Collected data entries:
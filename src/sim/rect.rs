//! Axis-aligned rectangles

use serde::{Deserialize, Serialize};

use super::line::Line;
use super::point::Point;
use crate::consts::EPSILON;

/// Axis-aligned rectangle anchored at its upper-left corner (y grows downward)
#[derive(Debug, Clone, Copy, PartialEq, Serialize, Deserialize)]
pub struct Rectangle {
    upper_left: Point,
    width: f64,
    height: f64,
}

impl Rectangle {
    /// Negative dimensions are clamped to zero
    pub fn new(upper_left: Point, width: f64, height: f64) -> Self {
        Self {
            upper_left,
            width: width.max(0.0),
            height: height.max(0.0),
        }
    }

    #[inline]
    pub fn upper_left(&self) -> Point {
        self.upper_left
    }

    #[inline]
    pub fn width(&self) -> f64 {
        self.width
    }

    #[inline]
    pub fn height(&self) -> f64 {
        self.height
    }

    #[inline]
    pub fn left(&self) -> f64 {
        self.upper_left.x()
    }

    #[inline]
    pub fn right(&self) -> f64 {
        self.upper_left.x() + self.width
    }

    #[inline]
    pub fn top(&self) -> f64 {
        self.upper_left.y()
    }

    #[inline]
    pub fn bottom(&self) -> f64 {
        self.upper_left.y() + self.height
    }

    pub fn center(&self) -> Point {
        Point::new(
            self.left() + self.width / 2.0,
            self.top() + self.height / 2.0,
        )
    }

    pub fn top_edge(&self) -> Line {
        Line::from_coords(self.left(), self.top(), self.right(), self.top())
    }

    pub fn right_edge(&self) -> Line {
        Line::from_coords(self.right(), self.top(), self.right(), self.bottom())
    }

    pub fn bottom_edge(&self) -> Line {
        Line::from_coords(self.left(), self.bottom(), self.right(), self.bottom())
    }

    pub fn left_edge(&self) -> Line {
        Line::from_coords(self.left(), self.top(), self.left(), self.bottom())
    }

    /// Boundary segments in the order top, right, bottom, left
    pub fn edges(&self) -> [Line; 4] {
        [
            self.top_edge(),
            self.right_edge(),
            self.bottom_edge(),
            self.left_edge(),
        ]
    }

    /// Whether `p` lies inside or on the boundary
    pub fn contains(&self, p: Point) -> bool {
        p.x() >= self.left() - EPSILON
            && p.x() <= self.right() + EPSILON
            && p.y() >= self.top() - EPSILON
            && p.y() <= self.bottom() + EPSILON
    }

    /// Copy shifted by `(dx, dy)`
    pub fn translated(&self, dx: f64, dy: f64) -> Self {
        Self::new(
            Point::new(self.left() + dx, self.top() + dy),
            self.width,
            self.height,
        )
    }

    /// Copy moved so its upper-left corner sits at `x` (same row)
    pub fn with_left(&self, x: f64) -> Self {
        Self::new(Point::new(x, self.top()), self.width, self.height)
    }

    /// Every point where `line` crosses an edge, in edge order.
    ///
    /// A line through a corner is reported once per edge meeting there, so
    /// duplicates are expected and kept.
    pub fn intersection_points(&self, line: &Line) -> Vec<Point> {
        self.edges()
            .iter()
            .filter_map(|edge| line.intersection_point(edge))
            .collect()
    }
}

▶ _Work instructions_: From the data, list each line in which the string "corner" appears.

▶ _Response box_:
/// Axis-aligned rectangle anchored at its upper-left corner (y grows downward)
    /// Copy moved so its upper-left corner sits at `x` (same row)
    /// A line through a corner is reported once per edge meeting there, so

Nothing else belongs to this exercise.